Before we got married I started to have second thoughts. When I first saw pictures of her I wasn't like "Oh my God, she is so hot", or "Wow, she is really attractive". It was more, "well she's not ugly". I overlooked those thoughts because of her personality. She is VERY outgoing and puts herself out there. I'm very shy and introverted, or at least I have been in the past and certainly was during that time period. It was a few days before our wedding during counseling with the pastor that I had these thoughts. I was starting to wonder why I was there and had fleeting thoughts of calling a cab and catching a flight back home. However I figured this was the "cold feet" I had heard about so often and figured I shouldn't let my bride down. I would feel like such a loser to walk so close to the wedding. I felt by now that I was obligated to make good on my commitment.

After we were married things sort of settled down. We got started building a home (she moved back to my city). The main event that happened after my marriage was that a woman I had dated some years before showed back up in my city. She and I had remained in touch from time to time. I had been VERY attracted to her even though our relationship hadn't worked out when we were dating. I suddenly realized I was missing something with my wife. I had NEVER felt this way with her.

This relationship turned into an emotional affair for me that lasted several years but my fantasy about it got more intense from 2006 - 2010. What is interesting about this woman is that I don't think I would have ever been happy married to her had our relationship developed to that point originally. However, my attraction to her has been intense. My fantasy with her ended in early 2010 when she found a boyfriend and basically didn't have time for our relationship/friendship/whatever. During this time (early 2010) my wife and I were having a BAD few weeks. It ended with me leaving the house with my things. But she managed to talk me back into coming home. This started an almost two year journey that has been a nightmare to be quite frank.

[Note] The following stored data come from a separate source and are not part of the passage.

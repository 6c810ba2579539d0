//! UI Components
//!
//! Overlay components mounted on top of the server-rendered dashboard:
//! - `toast`: Notification toasts
//! - `confirm`: Confirmation modal
//! - `overlay`: Global loading indicator
//! - `badge`: Live connection badge
//! - `action_bar`: Refresh and export buttons

pub mod action_bar;
pub mod badge;
pub mod confirm;
pub mod icons;
pub mod overlay;
pub mod toast;

pub use action_bar::ActionBar;
pub use badge::ConnectionBadge;
pub use confirm::ConfirmDialog;
pub use overlay::LoadingOverlay;
pub use toast::ToastStack;
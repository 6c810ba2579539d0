//! Toast Stack
//!
//! Renders the notification queue's toasts in the top-right corner.

use leptos::*;

use super::icons::CloseIcon;
use crate::notifications::{Severity, Toast};
use crate::state::{AppContext, AppState};

fn severity_classes(severity: Severity) -> &'static str {
    match severity {
        Severity::Info => "bg-sky-500/10 border-sky-500/30 text-sky-300",
        Severity::Success => "bg-green-500/10 border-green-500/30 text-green-300",
        Severity::Warning => "bg-amber-500/10 border-amber-500/30 text-amber-300",
        Severity::Error => "bg-red-500/10 border-red-500/30 text-red-300",
    }
}

/// All visible toasts, newest last
#[component]
pub fn ToastStack() -> impl IntoView {
    let app_state = expect_context::<AppState>();

    view! {
        <div class="fixed top-4 right-4 z-50 flex flex-col gap-2 w-80">
            <For
                each=move || app_state.toasts.get()
                key=|toast| toast.id
                children=move |toast| view! { <ToastItem toast=toast /> }
            />
        </div>
    }
}

#[component]
fn ToastItem(toast: Toast) -> impl IntoView {
    let ctx = expect_context::<AppContext>();
    let id = toast.id;

    view! {
        <div
            class=format!(
                "flex items-start gap-3 px-4 py-3 rounded-lg border shadow-lg backdrop-blur-sm {}",
                severity_classes(toast.severity)
            )
            role="alert"
            data-severity=toast.severity.as_str()
        >
            <p class="flex-1 text-sm">{toast.message}</p>
            <button
                class="p-0.5 opacity-70 hover:opacity-100 transition-opacity"
                on:click=move |_| {
                    ctx.notifications.dismiss(id);
                }
            >
                <CloseIcon class="w-4 h-4" />
            </button>
        </div>
    }
}
//! Visibility Coordinator
//!
//! Backgrounded tabs stop both the live channel and polling; returning to
//! the foreground resumes polling and reconnects if needed. Only the
//! connection manager's public start/stop and pause/resume calls are used.

use std::cell::Cell;

use super::connection::ConnectionManager;

/// Page visibility
#[derive(Debug, Clone, Copy, PartialEq, Eq)]
pub enum Visibility {
    Visible,
    Hidden,
}

impl Visibility {
    pub fn from_hidden(hidden: bool) -> Self {
        if hidden {
            Visibility::Hidden
        } else {
            Visibility::Visible
        }
    }
}

/// Reacts to page foreground/background transitions
pub struct VisibilityCoordinator {
    connection: ConnectionManager,
    current: Cell<Visibility>,
}

impl VisibilityCoordinator {
    pub fn new(connection: ConnectionManager) -> Self {
        Self {
            connection,
            current: Cell::new(Visibility::Visible),
        }
    }

    pub fn visibility(&self) -> Visibility {
        self.current.get()
    }

    /// Apply a visibility change reported by the page
    pub fn set_visibility(&self, visibility: Visibility) {
        self.current.set(visibility);
        match visibility {
            Visibility::Hidden => self.on_hidden(),
            Visibility::Visible => self.on_visible(),
        }
    }

    /// Page moved to the background; in-flight requests are left alone
    pub fn on_hidden(&self) {
        tracing::debug!("Page hidden, pausing updates");
        self.connection.pause_polling();
        self.connection.stop();
    }

    /// Page returned to the foreground
    pub fn on_visible(&self) {
        tracing::debug!("Page visible, resuming updates");
        self.connection.resume_polling();
        if !self.connection.is_connected() {
            self.connection.start();
        }
    }
}
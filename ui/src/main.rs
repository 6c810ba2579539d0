//! Spring Insight Client Entry Point
//!
//! Initializes logging and mounts the Leptos app to the DOM.

use insight_ui::App;
use leptos::*;
use tracing_wasm::WASMLayerConfigBuilder;

fn main() {
    // Initialize WASM tracing
    let config = WASMLayerConfigBuilder::default()
        .set_max_level(tracing::Level::DEBUG)
        .build();
    tracing_wasm::set_as_global_default_with_config(config);

    tracing::info!("Starting Spring Insight client");

    mount_to_body(|| view! { <App /> });
}
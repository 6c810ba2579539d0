//! Loading Overlay

use leptos::*;

use super::icons::SpinnerIcon;
use crate::state::AppState;

/// Full-page busy indicator, shown while any global-scope request is in flight
#[component]
pub fn LoadingOverlay() -> impl IntoView {
    let app_state = expect_context::<AppState>();

    view! {
        <Show when=move || app_state.loading.get()>
            <div class="fixed inset-0 z-40 flex items-center justify-center bg-black/20 pointer-events-none">
                <div class="flex items-center gap-2 px-4 py-2 rounded-lg bg-slate-800 border border-slate-700 text-slate-200 shadow-lg">
                    <SpinnerIcon class="w-4 h-4" />
                    <span class="text-sm">"Loading..."</span>
                </div>
            </div>
        </Show>
    }
}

I went to therapy, so did my wife. I finally confronted my shortcomings, learned what an emotional affair was, started to come out of my shell and became more assertive about being honest about my feelings. 

My wife has been a vindictive person throughout our marriage, but it only occasionally was directed at me. Over the past year she has become increasingly bitter and angry. Of course she is hurt and sad. The anger she has directed at me has taken a toll on me. I've become apathetic and listless. I used to have some remorse, some guilt, whatever. Not any more.

She is also manipulative. Because she has this whole emotional affair thing to hang around my neck, I feel like I should submit to her manipulation. I've been fairly passive most of my life, trying to avoid conflict. Now I'm less passive. She doesn't like it. I've been reading books about boundaries, learning about my own needs and feelings, etc. She is upset that I am so interested in just defending myself. 

There is so much more that has happened in the last 2 years that goes into this story, it is hard to explain it all. Currently I've allowed her to ban me from Facebook, taking my kids to see my parents, seeking help from the therapist who has helped me the most, studying certain topics from the Bible, thrown out pictures I had of my high school years (including photos of school functions with an old girl friend), destroyed my iPhone when she found a text she didn't like (I was discussing my troubles with a friend), among others. Just the other day she accused me of only trying to find new ways to hurt her. 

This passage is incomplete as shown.